From the IFF Blog: Tuesday, April 22, 2014 by

It’s election season, so it is to be expected that candidates for office will say things about the state insurance exchange that the Legislature and the governor created in 2013. Interesting things that are not necessarily true.

I read a statement from one candidate on a blog post that claimed that the state was triumphantly stopping Planned Parenthood and ACORN from participating as exchange navigators.

Such a statement discounts the fact that the state has always felt free to regulate occupations and the federal government has noted that the state, in creating an exchange, didn’t surrender its ability to do so now, particularly in the case of a government-created occupation such as an “exchange navigator.” The Legislature just chose not to, and it makes me believe it did so hoping that you would never find out that there was a second alternative—one, by the way, that has been adopted in states without a state insurance exchange.
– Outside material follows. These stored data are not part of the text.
//! One-directional JSON-to-YAML emission.
//!
//! [`to_yaml`] renders a [`Value`] as a YAML-like block document: objects
//! become block mappings, arrays become block sequences, and scalars keep
//! their JSON literal syntax.
//!
//! ## Compatibility note
//!
//! Scalars are emitted as JSON literals rather than going through YAML's
//! scalar-folding rules — strings stay double-quoted with JSON escaping. This
//! is a deliberate simplification: the output only needs to be read by humans
//! or re-parsed by a permissive YAML reader, and JSON scalar syntax is a valid
//! YAML flow scalar. This emitter is one-directional; there is no YAML parser
//! in this crate.
//!
//! ## Output rules
//!
//! - Indentation is two spaces per level
//! - Empty containers render as the inline literals `[]` / `{}`, never block
//!   form
//! - A non-empty container rendered in a nested position begins with a
//!   newline so its block lines compose after `key: ` or `- `; top-level
//!   scalars render bare with no leading newline
//!
//! ## Examples
//!
//! ```rust
//! use json_recast::{json, to_yaml};
//!
//! assert_eq!(to_yaml(&json!({})), "{}");
//! assert_eq!(to_yaml(&json!("hi")), "\"hi\"");
//! assert_eq!(to_yaml(&json!({"a": [1, 2]})), "\na: \n  - 1\n  - 2");
//! ```

use crate::Value;

/// Renders a value as a YAML-like text block. Total over the `Value` domain.
#[must_use]
pub fn to_yaml(value: &Value) -> String {
    to_yaml_indented(value, 0)
}

/// Renders a value as YAML starting at the given indentation level.
///
/// Level `n` prefixes each emitted line with `2 * n` spaces. Non-empty
/// containers return a block that begins with a newline (see module docs);
/// scalars and empty containers return inline text.
#[must_use]
pub fn to_yaml_indented(value: &Value, indent_level: usize) -> String {
    match value {
        Value::Array(items) => {
            if items.is_empty() {
                return "[]".to_string();
            }
            let pad = "  ".repeat(indent_level);
            let mut yaml = String::from("\n");
            for item in items {
                yaml.push_str(&pad);
                yaml.push_str("- ");
                yaml.push_str(&render_entry(item, indent_level));
                yaml.push('\n');
            }
            yaml.pop();
            yaml
        }
        Value::Object(map) => {
            if map.is_empty() {
                return "{}".to_string();
            }
            let pad = "  ".repeat(indent_level);
            let mut yaml = String::from("\n");
            for (key, entry) in map.iter() {
                yaml.push_str(&pad);
                yaml.push_str(key);
                yaml.push_str(": ");
                yaml.push_str(&render_entry(entry, indent_level));
                yaml.push('\n');
            }
            yaml.pop();
            yaml
        }
        scalar => scalar.to_string(),
    }
}

// Containers recurse one level deeper; scalars inline as JSON literals.
fn render_entry(value: &Value, indent_level: usize) -> String {
    if value.is_container() {
        to_yaml_indented(value, indent_level + 1)
    } else {
        value.to_string()
    }
}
I saw a candidate the other day claim that Idaho’s creation of a state insurance exchange was good because the state has kept exchange fees to 1.5 percent instead of the federal government’s rate of 3.5 percent. But the candidate failed to mention that the 1.5 percent rate is the rate that’s effective until the state actually has to make operations self-sufficient, and there is considerable doubt about whether the current rate will survive.

Indeed, the decision to raise the rate is left entirely to the insurance exchange board, not the Legislature. Try to hide your shock when the rate increases.

Other distortions have been presented by candidates about the exchange, but for lack of space, I’ll skip to my favorite: “A state exchange was a conservative move.”

Folks, there is not a single conservative organization in the country that believes the creation of a state insurance exchange was right. Not Idaho Freedom Foundation, the Heritage Foundation, the Cato Institute. No one.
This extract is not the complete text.